In Roman times the area around The Isle was a thickly wooded impenetrable swamp from which raiding parties of locals emerged and helped themselves to the provisions and livestock, which had been destined for the Roman legionaires stationed at the fort in Doncaster, before melting back into the swamp with their booty. They became such a thorn in the side of the Roman army that the Romans set about removing all the trees from the area in an effort to deny hiding places and make it easier to pursue the raiding Islonians. This deforestation is thought to have hastened the flooding of the land around The Isle.

It is possibly because of this history of centuries of isolation that our local annual mad mid-winter tradition of the Ancient Game of the Haxey Hood has survived. That may be one reason why it has survived but I'm sure the main reason is because it is such fantastic fun.

So, what is the Haxey Hood? The simplest explanation is that it is a medieval rugby type of game played between our village of Westwoodside and our rivals in the neighbouring village of Haxey. The true origins of the game are surely lost in the mist of time but the legend is that 808 years ago (I'm sure it was 808 years ago because when I moved into the village 8 years ago they told me that it was an 800 year old tradition) the Lady Mowbray, wife of the local landowner, was riding over the hill between the two villages when her hood was blown off by the wind. She was so amused by the attempts of the ploughmen in the fields to catch her hood that she granted the 13 men an acre of land each in perpetuity on condition that they recreated the event on Twelth Night each year.

The Hood itself is a yard long leather cylinder which is about 2 or 3 inches in diameter bearing no resemblance whatsoever to a 13th century riding hat. The modern objective of the game is to get The Hood to either the pub in Westwoodside or to one of the three pubs in Haxey. The winning pub then serves free beer. There is a lot more to it than this but I won't bore you with all the details. If you are interested in learning about the Boggins, the Lord, the Fool, the smoking of the Fool, the sway, the folk songs and the myth and legend try Googling the Haxey Hood and also have a look at some of the clips on YouTube.

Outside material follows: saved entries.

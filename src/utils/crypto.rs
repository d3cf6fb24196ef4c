//! Hashing and address encoding helpers shared by derivation, validation
//! and signing.

use tiny_keccak::{Hasher, Keccak};

/// Keccak256 hash (used for Ethereum addresses and transaction hashes)
pub fn keccak256(data: &[u8]) -> [u8; 32] {
    let mut hasher = Keccak::v256();
    hasher.update(data);
    let mut out = [0u8; 32];
    hasher.finalize(&mut out);
    out
}

/// Convert raw address bytes to an EIP-55 checksummed address
pub fn to_checksum_address(address: &[u8]) -> String {
    let lower = hex::encode(address);
    let hash = keccak256(lower.as_bytes());

    let mut result = String::from("0x");
    for (i, ch) in lower.chars().enumerate() {
        let byte = hash[i / 2];
        let nibble = if i % 2 == 0 { byte >> 4 } else { byte & 0x0f };

        if ch.is_ascii_digit() {
            result.push(ch);
        } else if nibble >= 8 {
            result.push(ch.to_ascii_uppercase());
        } else {
            result.push(ch);
        }
    }

    result
}

/// Address of an uncompressed SEC1 public key (65 bytes, leading 0x04).
pub fn public_key_to_address(uncompressed: &[u8; 65]) -> [u8; 20] {
    let hash = keccak256(&uncompressed[1..]);
    let mut address = [0u8; 20];
    address.copy_from_slice(&hash[12..]);
    address
}

/// True when 40 hex chars carry either a single case or a valid EIP-55
/// checksum. Callers strip the `0x` prefix first.
pub fn has_valid_checksum_case(hex_body: &str) -> bool {
    let has_upper = hex_body.chars().any(|c| c.is_ascii_uppercase());
    let has_lower = hex_body.chars().any(|c| c.is_ascii_lowercase());
    if !(has_upper && has_lower) {
        return true;
    }

    match hex::decode(hex_body) {
        Ok(bytes) => to_checksum_address(&bytes)[2..] == *hex_body,
        Err(_) => false,
    }
}

#[cfg(test)]
mod tests {
    use super::*;

    #[test]
    fn test_keccak256_empty() {
        assert_eq!(
            hex::encode(keccak256(b"")),
            "c5d2460186f7233c927e7db2dcc703c0e500b653ca82273b7bfad8045d85a470"
        );
    }

    #[test]
    fn test_checksum_address_vectors() {
        for expected in [
            "0x5aAeb6053F3E94C9b9A09f33669435E7Ef1BeAed",
            "0xfB6916095ca1df60bB79Ce92cE3Ea74c37c5d359",
            "0xdbF03B407c01E7cD3CBea99509d93f8DDDC8C6FB",
            "0xD1220A0cf47c7B9Be7A2E6BA89F429762e7b9aDb",
        ] {
            let bytes = hex::decode(&expected[2..]).unwrap();
            assert_eq!(to_checksum_address(&bytes), expected);
        }
    }

    #[test]
    fn test_checksum_case_acceptance() {
        assert!(has_valid_checksum_case("5aaeb6053f3e94c9b9a09f33669435e7ef1beaed"));
        assert!(has_valid_checksum_case("5AAEB6053F3E94C9B9A09F33669435E7EF1BEAED"));
        assert!(has_valid_checksum_case("5aAeb6053F3E94C9b9A09f33669435E7Ef1BeAed"));
        assert!(!has_valid_checksum_case("5aAeb6053F3E94C9b9A09f33669435E7Ef1BeAeD"));
    }
}
//! Transaction Builder
//!
//! Turns a validated intent into an unsigned EIP-1559 transfer. Every
//! numeric field is parsed again here; nothing is looked up on a network.

use ethers_core::types::transaction::eip2718::TypedTransaction;
use ethers_core::types::{Address, Bytes, Eip1559TransactionRequest, U256};

use crate::error::{ColdsignError, ColdsignResult};
use crate::intent::{parse_nonzero_address, parse_wei, TransactionIntent};
use crate::utils::format::TRANSFER_GAS;

/// Unsigned type-2 native transfer: fixed gas, empty data, empty access list.
#[derive(Debug, Clone, PartialEq, Eq)]
pub struct UnsignedTransaction {
    pub chain_id: u64,
    pub nonce: u64,
    pub to: Address,
    pub value: U256,
    pub gas_limit: u64,
    pub max_fee_per_gas: U256,
    pub max_priority_fee_per_gas: U256,
}

impl UnsignedTransaction {
    /// The `ethers_core` form that gets hashed and signed.
    pub fn to_typed(&self) -> TypedTransaction {
        let request = Eip1559TransactionRequest::new()
            .to(self.to)
            .value(self.value)
            .gas(self.gas_limit)
            .max_fee_per_gas(self.max_fee_per_gas)
            .max_priority_fee_per_gas(self.max_priority_fee_per_gas)
            .nonce(self.nonce)
            .chain_id(self.chain_id)
            .data(Bytes::default());

        TypedTransaction::Eip1559(request)
    }
}

/// Build the unsigned transfer for `intent`.
pub fn build_unsigned_transfer(intent: &TransactionIntent) -> ColdsignResult<UnsignedTransaction> {
    let to = parse_nonzero_address("to", &intent.to)?;

    Ok(UnsignedTransaction {
        chain_id: intent.chain_id,
        nonce: intent.nonce,
        to,
        value: word("valueWei", &intent.value_wei)?,
        gas_limit: TRANSFER_GAS,
        max_fee_per_gas: word("maxFeePerGasWei", &intent.max_fee_per_gas_wei)?,
        max_priority_fee_per_gas: word(
            "maxPriorityFeePerGasWei",
            &intent.max_priority_fee_per_gas_wei,
        )?,
    })
}

fn word(field: &str, s: &str) -> ColdsignResult<U256> {
    let amount = parse_wei(s).map_err(|e| ColdsignError::invalid_amount(field, e))?;
    amount
        .to_u256()
        .map_err(|e| ColdsignError::build_failed(format!("{}: {}", field, e)))
}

The day of the Haxey Hood is the best day of the year for me. It is like my birthday, Christmas and New Year all rolled into one great day. On top of the 808 year old traditions I have my own more recent traditions to follow. My day starts with a group of friends and fellow allotmenteers for a stomach lining port and Jaffa Cake breakfast. We then move on to the Carpenters Arms for the first beers of the day and to witness the "painting of the Fool". Following this we call in at Rick's Mum's house for a pie and rioja brunch in honour of Rick's birthday. Beer drinking then resumes in Haxey before we assemble in the street outside the church at about 3pm to hear the Fool's speech and watch the "smoking of the Fool". There is then maybe time for another pint or a dram from a hip-flask before removing all sharp objects from pockets and joining the mass scrum in an effort to push the Hood through the muddy fields and narrow streets to Westwoodside.

This time last week my head was pounding, my ribs were aching, my ankles were bruised and swollen and every joint and muscle in my body was throbbing with pain, but it was worth it. We pushed the Hood home to the Carpenters Arms against all the odds and it now hangs in place of honour behind the bar until next year.